When only the embers remain, he’s already asleep in the grass.
18
He opens his eyes, then closes them again. The light hurts. His head is pounding. He’s hot. There’s a stabbing pain in his right temple. He lies still, trying to remember why he’s outside. Then a hazy image appears in his mind. A stone in his chest. That’s the image. It’s the dream he had. He sits up with his eyes still closed. He tries to open them, but can’t. For a few seconds, he’s still, his head resting on his knees, his arms wrapped around them. His mind is blank until he remembers the dream with terrifying clarity.

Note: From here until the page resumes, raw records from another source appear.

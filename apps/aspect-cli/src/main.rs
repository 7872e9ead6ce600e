//! # aspect
//!
//! Command-line interface for Aspect cloud resource policies.
//!
//! - `aspect run <source>` runs a `.suite`, a `.policy` or a `builtin/...` name
//! - `aspect validate <suite>` checks a suite's structure without running it
//! - `aspect init <file>` writes a policy or suite template
//! - `aspect inspect --resource <Kind> "<statements>"` lists matching resources
//! - `aspect describe [<Kind>]` shows providers, resource kinds and properties
//!
//! Exit codes: 0 clean, 1 invalid suite or usage error, 2 compile, discovery
//! or source errors, 3 failed resources only.

mod commands;

use std::path::PathBuf;
use std::process::ExitCode;

use aspect_suite::OutputFormat;
use clap::{Parser, Subcommand};
use tracing_subscriber::EnvFilter;

use commands::Context;

const LONG_VERSION: &str = concat!(
    env!("CARGO_PKG_VERSION"),
    " (",
    env!("ASPECT_GIT_HASH"),
    " ",
    env!("ASPECT_BUILD_DATE"),
    ")"
);

/// Aspect: compile and run policies against cloud resources.
#[derive(Parser)]
#[command(name = "aspect", version, long_version = LONG_VERSION, about)]
struct Cli {
    /// Configuration file (defaults to .aspect/config.toml when present).
    #[arg(long, global = true)]
    config: Option<PathBuf>,

    /// Inventory snapshot directory (overrides the configuration).
    #[arg(long, global = true)]
    inventory: Option<PathBuf>,

    /// Number of element/region units run concurrently (overrides the configuration).
    #[arg(long, global = true)]
    concurrency: Option<usize>,

    /// Log at debug level.
    #[arg(short, long, global = true)]
    verbose: bool,

    #[command(subcommand)]
    command: Commands,
}

#[derive(Subcommand)]
enum Commands {
    /// Validate and run a policy suite, a policy file or a built-in.
    Run {
        /// `.suite` file, `.policy` file, or `builtin/...` name.
        source: String,
        /// Report format: json or text.
        #[arg(long)]
        format: Option<OutputFormat>,
        /// Regions to scan when running a single policy (repeatable).
        #[arg(long = "region")]
        regions: Vec<String>,
    },
    /// Check a policy suite's structure without running it.
    Validate {
        /// `.suite` file or `builtin/...` suite name.
        suite: String,
    },
    /// Write a policy or policy suite template.
    Init {
        /// File to create. Existing files are never overwritten.
        file: PathBuf,
        /// Write a policy suite instead of a policy.
        #[arg(long)]
        suite: bool,
        /// Resource kind the policy validates.
        #[arg(long, conflicts_with = "suite")]
        resource: Option<String>,
    },
    /// Evaluate ad-hoc statements and list the resources that pass them.
    Inspect {
        /// Resource kind to load.
        #[arg(long)]
        resource: String,
        /// Regions to load (repeatable; defaults to the provider's default regions).
        #[arg(long = "region")]
        regions: Vec<String>,
        /// Statements joined by `&&`, e.g. `input.Public == true && input.Versioning == false`.
        statements: String,
    },
    /// List providers and resource kinds, or the properties of one kind.
    Describe {
        /// Resource kind to describe.
        kind: Option<String>,
    },
}

fn main() -> ExitCode {
    let cli = match Cli::try_parse() {
        Ok(cli) => cli,
        Err(e) => {
            let _ = e.print();
            return if e.use_stderr() {
                ExitCode::from(1)
            } else {
                ExitCode::SUCCESS
            };
        }
    };

    if let Err(e) = init_logging(cli.verbose) {
        eprintln!("error: {:#}", e);
        return ExitCode::from(1);
    }

    match dispatch(cli) {
        Ok(code) => code,
        Err(e) => {
            eprintln!("error: {:#}", e);
            ExitCode::from(1)
        }
    }
}

fn dispatch(cli: Cli) -> anyhow::Result<ExitCode> {
    let context = Context::new(cli.config.as_deref(), cli.inventory, cli.concurrency)?;

    match cli.command {
        Commands::Run {
            source,
            format,
            regions,
        } => commands::run::execute(&context, &source, format, &regions),
        Commands::Validate { suite } => commands::validate::execute(&context, &suite),
        Commands::Init {
            file,
            suite,
            resource,
        } => commands::init::execute(&context, &file, suite, resource.as_deref()),
        Commands::Inspect {
            resource,
            regions,
            statements,
        } => commands::inspect::execute(&context, &resource, &regions, &statements),
        Commands::Describe { kind } => commands::describe::execute(&context, kind.as_deref()),
    }
}

/// Logs go to stderr so reports on stdout stay machine-readable.
/// `RUST_LOG`, when set, replaces the default directives.
fn init_logging(verbose: bool) -> anyhow::Result<()> {
    let filter = if std::env::var_os(EnvFilter::DEFAULT_ENV).is_some() {
        EnvFilter::from_default_env()
    } else {
        let level = if verbose { "debug" } else { "info" };
        let mut filter = EnvFilter::new("warn");
        for target in ["aspect_cli", "aspect_suite", "aspect_policy", "aspect_provider_aws"] {
            filter = filter.add_directive(format!("{}={}", target, level).parse()?);
        }
        filter
    };

    tracing_subscriber::fmt()
        .with_env_filter(filter)
        .with_writer(std::io::stderr)
        .with_ansi(false)
        .init();
    Ok(())
}
// unit.rs — Compilation units: a policy's source text and the name used in diagnostics.

use std::fs;
use std::path::Path;

use crate::error::PolicyError;

/// Source text handed to the compiler, plus the name diagnostics refer to.
#[derive(Debug, Clone, PartialEq, Eq)]
pub struct CompilationUnit {
    name: String,
    source: String,
}

impl CompilationUnit {
    /// Wrap inline source text.
    pub fn from_source(name: impl Into<String>, source: impl Into<String>) -> Self {
        Self {
            name: name.into(),
            source: source.into(),
        }
    }

    /// Load a policy file. The unit is named after the path.
    pub fn from_file(path: impl AsRef<Path>) -> Result<Self, PolicyError> {
        let path = path.as_ref();
        let source = fs::read_to_string(path).map_err(|source| PolicyError::Io {
            path: path.to_path_buf(),
            source,
        })?;
        Ok(Self {
            name: path.display().to_string(),
            source,
        })
    }

    /// Build a policy from an ad-hoc query such as
    /// `input.A == 1 && input.B != "x"`.
    ///
    /// The query becomes the body of the validate block unchanged; `&&` is
    /// already statement-level AND in the grammar, so parentheses and string
    /// literals containing `&&` keep their meaning.
    pub fn from_statements(resource: &str, statements: &str) -> Self {
        let source = format!(
            "resource \"{}\"\nvalidate {{\n    {}\n}}\n",
            escape(resource),
            statements.trim()
        );
        Self::from_source("<inspect>", source)
    }

    pub fn name(&self) -> &str {
        &self.name
    }

    pub fn source(&self) -> &str {
        &self.source
    }
}

/// Quote-safe form of `text` for use inside a string literal.
fn escape(text: &str) -> String {
    text.replace('\\', "\\\\").replace('"', "\\\"")
}
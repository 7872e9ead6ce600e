// describe.rs — `aspect describe`: providers, resource kinds and properties.

use std::process::ExitCode;

use aspect_policy::ResourceDescriptor;

use super::Context;

pub fn execute(context: &Context, kind: Option<&str>) -> anyhow::Result<ExitCode> {
    let Some(kind) = kind else {
        for provider in context.providers.iter() {
            println!(
                "{} (default regions: {})",
                provider.name(),
                provider.default_regions().join(", ")
            );
            for descriptor in provider.catalog().iter() {
                println!("  {:<20} {}", descriptor.kind, descriptor.description);
            }
        }
        return Ok(ExitCode::SUCCESS);
    };

    let catalog = context.providers.catalog();
    let descriptor = catalog.get(kind).ok_or_else(|| {
        anyhow::anyhow!(
            "unknown resource type '{}'; known types: {}",
            kind,
            catalog.kinds().collect::<Vec<_>>().join(", ")
        )
    })?;
    print_properties(descriptor);
    Ok(ExitCode::SUCCESS)
}

pub(crate) fn print_properties(descriptor: &ResourceDescriptor) {
    println!("{} ({})", descriptor.kind, descriptor.provider);
    if !descriptor.description.is_empty() {
        println!("  {}", descriptor.description);
    }
    println!();
    println!("Available properties for input '{}':", descriptor.kind);
    for property in descriptor.sorted_properties() {
        println!(
            "  - {:<20} {:<11} {}",
            property.name,
            property.property_type.to_string(),
            property.description
        );
    }
}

He’s naked and walks into an empty room. The walls are stained with humidity and something brown that could be blood. The floor is dirty and broken. His father is in the corner, sitting on a wooden bench. He’s naked and is looking at the floor. He tries to go to his father, but can’t move. He tries to call him, but can’t speak. In another corner, a wolf is eating some meat. Whenever he looks at the wolf, the animal raises its head and snarls. It bares its fangs. The wolf is eating something that’s moving, that’s alive. He looks closer. It’s his son, who’s crying but not making a sound. He grows desperate. He wants to save the infant but is immobile, mute. He tries to shout. His father gets up and walks in circles around the room, without looking at him, without looking at his grandson, who’s being torn to pieces by the wolf. He cries, but no tears fall, he shouts, wants to climb out of his body, but can’t. A man appears with a saw. The man could be Manzanillo, but he can’t see his face. It’s blurred. There’s a light, a sun hanging from the roof. The sun moves, creating an ellipse of yellow light. He stops thinking about his son, it’s as though he never existed. The man who could be Manzanillo cuts his chest open. He feels nothing. Just checks to make sure the job was done well. He gives Manzanillo a congratulatory handshake. Sergio comes in and looks at him closely. He appears to be deep in concentration. Without saying anything to him, Sergio bends down and reaches into his chest. He examines it, moves his fingers, pokes around. Sergio yanks out his heart. He eats a piece. The blood spurts from Sergio’s mouth. His heart is still beating, but Sergio throws it to the ground. While he squashes it, Sergio speaks into his ear, and says, “There’s nothing worse than not being able to see yourself.” Cecilia comes into the room with a black stone. Her face is Spanel’s, but he knows it’s her. She smiles. The sun moves more quickly. The ellipse gets bigger. The stone shines. It beats. The wolf howls. His father sits down and looks at the floor. Cecilia opens his chest up even more and puts the stone inside it. She’s beautiful, he’s never seen her so radiant. She turns around, he doesn’t want her to leave. He tries to call her, but can’t. Cecilia looks at him happily, picks up a club and stuns him right in the middle of the forehead. He falls, but the floor opens up and he keeps falling because the stone in his chest plunges him into a white abyss.